In Re Miller, 357 N.C. at 335, 584 S.E.2d at 786 (quoting State v. McIntosh, 336 N.C. 517, 523-24, 444 S.E.2d 438, 442 (1994)).
"If any one of these five elements is not present in any portion of an attorney-client communication, that portion of the communication is not privileged." Id.
The party who claims the privilege bears the burden of demonstrating that the communication at issue meets all the requirements of the privilege. Id. at 336, 584 S.E.2d at 787.
The work product doctrine prohibits an adverse party from compelling "the discovery of documents and other tangible things that are 'prepared in anticipation of litigation' unless the party has a substantial need for those materials and cannot 'without undue hardship . . . obtain the substantial equivalent of the materials by other means.'" Long v. Joyner, 155 N.C. App. 129, 136, 574 S.E.2d 171, 176 (2002) (quoting N.C. Gen.

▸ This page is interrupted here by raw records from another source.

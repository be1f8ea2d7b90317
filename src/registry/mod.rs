//! Container image existence checks.
//!
//! Images are extracted from a rendered manifest, parsed into
//! [`ImageReference`]s and probed against their registries with bounded
//! parallelism and a shared deadline.

pub mod client;
pub mod images;
pub mod prober;
pub mod reference;

pub use client::{ManifestStore, RegistryClient, RegistryCredentials};
pub use images::extract_images;
pub use prober::{ProbeSettings, check_images_exist};
pub use reference::ImageReference;

/// Error type for registry operations.
#[derive(Debug, thiserror::Error)]
pub enum RegistryError {
    #[error("HTTP request failed: {0}")]
    Http(#[from] reqwest::Error),

    #[error("Invalid image reference '{0}'")]
    InvalidReference(String),

    #[error("Manifest not found: {0}")]
    NotFound(String),

    #[error("Authentication failed: {0}")]
    Auth(String),

    #[error("Registry returned {status} for {url}")]
    Status { status: u16, url: String },
}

Stat. 1A-1, Rule 26(b)(3)).
Pursuant to the rules of discovery, N.C. Gen. Stat. 1A-1, Rule 26(b)(3), "documents prepared in anticipation of litigation are afforded a qualified immunity from discovery by the party seeking those documents." Cook v. Wake County Hospital System, 125 N.C. App. 618, 623, 482 S.E.2d 546, 550 (1997) (holding that an accident report prepared by a hospital regarding a doctor's slip and fall did not constitute work product).